**WHAT THE EXERCISE ASKS**
Every line containing the word "implicit" is to be copied from the data below.

Extracted data entries
Start of Block

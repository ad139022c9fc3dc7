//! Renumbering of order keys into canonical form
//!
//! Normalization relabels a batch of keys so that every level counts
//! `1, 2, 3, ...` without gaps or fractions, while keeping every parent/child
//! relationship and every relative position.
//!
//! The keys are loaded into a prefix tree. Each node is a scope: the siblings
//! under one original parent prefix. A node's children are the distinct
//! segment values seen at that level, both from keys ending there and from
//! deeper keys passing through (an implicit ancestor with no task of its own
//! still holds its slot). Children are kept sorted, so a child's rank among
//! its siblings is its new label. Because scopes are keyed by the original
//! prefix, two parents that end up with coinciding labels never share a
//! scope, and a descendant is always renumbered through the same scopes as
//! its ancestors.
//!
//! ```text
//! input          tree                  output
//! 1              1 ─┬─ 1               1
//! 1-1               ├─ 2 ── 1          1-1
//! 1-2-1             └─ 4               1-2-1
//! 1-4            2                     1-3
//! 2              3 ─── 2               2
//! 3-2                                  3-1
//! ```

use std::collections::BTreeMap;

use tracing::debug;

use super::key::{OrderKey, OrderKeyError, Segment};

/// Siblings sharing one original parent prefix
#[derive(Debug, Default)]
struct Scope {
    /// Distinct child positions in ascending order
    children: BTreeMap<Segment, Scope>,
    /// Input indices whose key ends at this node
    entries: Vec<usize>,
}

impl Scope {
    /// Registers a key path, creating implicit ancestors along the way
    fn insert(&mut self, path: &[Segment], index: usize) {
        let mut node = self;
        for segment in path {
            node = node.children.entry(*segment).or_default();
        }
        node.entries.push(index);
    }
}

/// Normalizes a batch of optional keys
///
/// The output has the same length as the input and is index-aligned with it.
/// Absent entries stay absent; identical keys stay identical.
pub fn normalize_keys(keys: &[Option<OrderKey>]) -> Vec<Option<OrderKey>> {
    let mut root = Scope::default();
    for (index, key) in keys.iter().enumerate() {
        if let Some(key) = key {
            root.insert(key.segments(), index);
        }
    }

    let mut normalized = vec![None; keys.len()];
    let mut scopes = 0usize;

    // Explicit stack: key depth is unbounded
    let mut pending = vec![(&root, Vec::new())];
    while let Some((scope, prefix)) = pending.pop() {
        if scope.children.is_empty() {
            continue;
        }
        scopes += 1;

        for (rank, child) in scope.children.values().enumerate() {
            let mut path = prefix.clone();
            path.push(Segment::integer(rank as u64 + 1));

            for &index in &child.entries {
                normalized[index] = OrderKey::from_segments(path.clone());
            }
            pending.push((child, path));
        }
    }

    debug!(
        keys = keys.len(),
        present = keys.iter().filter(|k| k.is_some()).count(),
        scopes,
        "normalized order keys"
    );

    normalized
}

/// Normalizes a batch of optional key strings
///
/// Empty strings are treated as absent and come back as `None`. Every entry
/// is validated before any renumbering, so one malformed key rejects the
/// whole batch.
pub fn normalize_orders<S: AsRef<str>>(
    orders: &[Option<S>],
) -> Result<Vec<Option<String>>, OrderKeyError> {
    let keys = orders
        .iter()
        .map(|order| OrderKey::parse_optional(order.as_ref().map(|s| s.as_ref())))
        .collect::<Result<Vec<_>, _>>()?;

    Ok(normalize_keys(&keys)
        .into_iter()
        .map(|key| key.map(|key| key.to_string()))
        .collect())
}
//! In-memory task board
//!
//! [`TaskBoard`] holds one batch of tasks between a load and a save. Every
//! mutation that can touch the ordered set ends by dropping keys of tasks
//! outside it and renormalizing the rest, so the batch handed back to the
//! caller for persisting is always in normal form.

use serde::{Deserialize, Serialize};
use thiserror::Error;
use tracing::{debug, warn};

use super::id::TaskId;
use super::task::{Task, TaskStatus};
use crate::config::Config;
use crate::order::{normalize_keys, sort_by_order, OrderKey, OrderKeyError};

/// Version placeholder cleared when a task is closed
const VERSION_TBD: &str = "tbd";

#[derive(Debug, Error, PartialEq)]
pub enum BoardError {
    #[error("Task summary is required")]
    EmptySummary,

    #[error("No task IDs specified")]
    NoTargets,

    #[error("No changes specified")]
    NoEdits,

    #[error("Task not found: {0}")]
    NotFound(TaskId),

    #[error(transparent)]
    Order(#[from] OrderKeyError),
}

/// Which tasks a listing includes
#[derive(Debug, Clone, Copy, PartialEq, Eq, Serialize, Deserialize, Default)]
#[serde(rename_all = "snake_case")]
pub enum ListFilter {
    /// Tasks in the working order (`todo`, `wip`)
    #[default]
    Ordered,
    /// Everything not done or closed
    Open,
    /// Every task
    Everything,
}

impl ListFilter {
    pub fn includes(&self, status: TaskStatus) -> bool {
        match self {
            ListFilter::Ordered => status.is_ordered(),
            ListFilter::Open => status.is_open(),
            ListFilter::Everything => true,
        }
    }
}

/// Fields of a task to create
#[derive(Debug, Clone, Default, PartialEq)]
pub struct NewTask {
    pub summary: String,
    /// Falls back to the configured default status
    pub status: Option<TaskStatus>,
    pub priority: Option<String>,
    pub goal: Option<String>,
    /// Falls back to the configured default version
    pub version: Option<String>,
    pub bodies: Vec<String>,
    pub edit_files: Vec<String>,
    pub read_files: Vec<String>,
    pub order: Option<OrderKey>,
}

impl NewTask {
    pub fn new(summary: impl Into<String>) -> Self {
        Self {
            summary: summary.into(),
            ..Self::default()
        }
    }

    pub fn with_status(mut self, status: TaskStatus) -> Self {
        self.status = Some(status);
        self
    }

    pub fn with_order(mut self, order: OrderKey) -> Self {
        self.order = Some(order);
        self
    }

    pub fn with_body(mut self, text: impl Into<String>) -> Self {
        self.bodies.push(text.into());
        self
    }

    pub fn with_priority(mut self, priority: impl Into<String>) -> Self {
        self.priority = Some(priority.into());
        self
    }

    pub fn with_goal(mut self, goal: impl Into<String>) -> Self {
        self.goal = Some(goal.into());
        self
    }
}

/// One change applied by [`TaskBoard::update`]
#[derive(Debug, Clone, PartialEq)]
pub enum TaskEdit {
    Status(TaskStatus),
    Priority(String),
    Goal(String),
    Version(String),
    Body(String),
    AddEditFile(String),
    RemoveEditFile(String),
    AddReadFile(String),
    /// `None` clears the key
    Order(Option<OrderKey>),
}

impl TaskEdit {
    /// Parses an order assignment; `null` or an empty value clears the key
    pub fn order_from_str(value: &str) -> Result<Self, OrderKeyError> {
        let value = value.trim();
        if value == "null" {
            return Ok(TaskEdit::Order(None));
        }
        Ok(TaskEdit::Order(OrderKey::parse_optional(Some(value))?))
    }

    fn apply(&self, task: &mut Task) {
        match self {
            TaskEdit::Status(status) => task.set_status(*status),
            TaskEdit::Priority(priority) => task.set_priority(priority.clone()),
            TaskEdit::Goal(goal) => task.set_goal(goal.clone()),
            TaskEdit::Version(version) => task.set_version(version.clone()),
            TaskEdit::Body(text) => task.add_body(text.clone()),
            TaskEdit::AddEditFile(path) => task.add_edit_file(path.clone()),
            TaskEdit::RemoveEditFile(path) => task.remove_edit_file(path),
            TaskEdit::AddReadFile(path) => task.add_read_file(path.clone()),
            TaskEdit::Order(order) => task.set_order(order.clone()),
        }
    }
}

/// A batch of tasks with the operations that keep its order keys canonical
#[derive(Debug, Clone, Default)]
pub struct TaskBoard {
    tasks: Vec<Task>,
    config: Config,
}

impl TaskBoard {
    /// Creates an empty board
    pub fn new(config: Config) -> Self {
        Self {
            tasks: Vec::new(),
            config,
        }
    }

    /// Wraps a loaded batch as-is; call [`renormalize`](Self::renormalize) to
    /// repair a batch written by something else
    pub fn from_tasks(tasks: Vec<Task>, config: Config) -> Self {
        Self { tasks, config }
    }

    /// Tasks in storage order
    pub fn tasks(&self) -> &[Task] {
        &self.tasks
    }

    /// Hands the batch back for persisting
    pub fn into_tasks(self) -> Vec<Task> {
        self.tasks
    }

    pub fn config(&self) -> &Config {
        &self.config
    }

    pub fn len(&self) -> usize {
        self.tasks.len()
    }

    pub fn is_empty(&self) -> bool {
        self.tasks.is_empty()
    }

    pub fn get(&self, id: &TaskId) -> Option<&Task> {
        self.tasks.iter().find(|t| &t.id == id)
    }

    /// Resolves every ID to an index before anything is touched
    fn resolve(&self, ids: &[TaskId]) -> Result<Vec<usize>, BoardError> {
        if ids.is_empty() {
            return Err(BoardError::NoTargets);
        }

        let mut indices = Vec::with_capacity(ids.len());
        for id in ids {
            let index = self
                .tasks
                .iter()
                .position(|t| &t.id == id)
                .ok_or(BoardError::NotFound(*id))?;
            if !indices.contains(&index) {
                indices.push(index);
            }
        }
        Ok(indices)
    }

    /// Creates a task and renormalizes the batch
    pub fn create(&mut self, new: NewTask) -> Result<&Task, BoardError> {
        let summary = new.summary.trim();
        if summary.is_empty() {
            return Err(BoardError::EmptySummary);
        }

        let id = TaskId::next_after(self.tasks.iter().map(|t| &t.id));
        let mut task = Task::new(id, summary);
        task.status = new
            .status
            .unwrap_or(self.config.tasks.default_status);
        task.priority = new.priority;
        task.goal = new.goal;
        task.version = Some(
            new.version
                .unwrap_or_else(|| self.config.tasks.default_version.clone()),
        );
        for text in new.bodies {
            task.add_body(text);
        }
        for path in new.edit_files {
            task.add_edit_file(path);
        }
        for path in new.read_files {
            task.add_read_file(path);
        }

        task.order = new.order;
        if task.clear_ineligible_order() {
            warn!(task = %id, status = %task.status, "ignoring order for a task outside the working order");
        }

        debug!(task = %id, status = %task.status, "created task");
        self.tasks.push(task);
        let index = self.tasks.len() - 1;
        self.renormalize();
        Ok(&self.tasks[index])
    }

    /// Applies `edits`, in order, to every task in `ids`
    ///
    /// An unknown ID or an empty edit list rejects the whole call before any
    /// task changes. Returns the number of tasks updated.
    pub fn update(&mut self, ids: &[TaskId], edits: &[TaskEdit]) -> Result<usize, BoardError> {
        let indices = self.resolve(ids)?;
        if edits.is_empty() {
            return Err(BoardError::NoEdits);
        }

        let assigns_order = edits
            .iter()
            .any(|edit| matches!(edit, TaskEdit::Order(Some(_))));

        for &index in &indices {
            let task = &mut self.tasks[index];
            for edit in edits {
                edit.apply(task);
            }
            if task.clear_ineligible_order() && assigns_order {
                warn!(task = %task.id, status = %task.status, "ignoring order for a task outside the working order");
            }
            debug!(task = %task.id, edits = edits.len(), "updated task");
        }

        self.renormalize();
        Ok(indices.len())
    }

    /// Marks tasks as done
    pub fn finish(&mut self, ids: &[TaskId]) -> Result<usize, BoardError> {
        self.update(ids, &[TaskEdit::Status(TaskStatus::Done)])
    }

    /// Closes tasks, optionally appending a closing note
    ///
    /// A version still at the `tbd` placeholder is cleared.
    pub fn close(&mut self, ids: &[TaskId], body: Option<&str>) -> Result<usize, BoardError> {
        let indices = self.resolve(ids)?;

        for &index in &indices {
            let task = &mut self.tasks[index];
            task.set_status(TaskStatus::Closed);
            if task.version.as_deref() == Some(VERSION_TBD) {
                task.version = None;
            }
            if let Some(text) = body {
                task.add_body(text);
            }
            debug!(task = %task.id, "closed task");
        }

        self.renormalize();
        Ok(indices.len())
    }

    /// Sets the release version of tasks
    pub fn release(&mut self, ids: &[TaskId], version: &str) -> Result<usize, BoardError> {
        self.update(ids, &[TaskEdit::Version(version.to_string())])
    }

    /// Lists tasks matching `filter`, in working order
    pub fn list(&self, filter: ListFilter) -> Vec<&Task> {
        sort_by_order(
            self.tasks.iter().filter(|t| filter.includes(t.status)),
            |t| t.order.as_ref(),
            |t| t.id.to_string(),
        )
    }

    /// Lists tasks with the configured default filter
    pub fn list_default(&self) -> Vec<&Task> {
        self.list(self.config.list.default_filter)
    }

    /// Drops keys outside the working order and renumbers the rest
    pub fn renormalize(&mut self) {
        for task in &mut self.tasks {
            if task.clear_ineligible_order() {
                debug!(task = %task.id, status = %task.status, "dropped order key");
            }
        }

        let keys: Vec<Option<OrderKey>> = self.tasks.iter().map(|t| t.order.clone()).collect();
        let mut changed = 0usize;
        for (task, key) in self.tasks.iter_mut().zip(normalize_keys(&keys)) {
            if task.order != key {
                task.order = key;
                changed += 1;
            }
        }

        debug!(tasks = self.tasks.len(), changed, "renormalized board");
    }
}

End of Block

**EXERCISE OUTPUT**
//! deeper keys passing through (an implicit ancestor with no task of its own
    /// Registers a key path, creating implicit ancestors along the way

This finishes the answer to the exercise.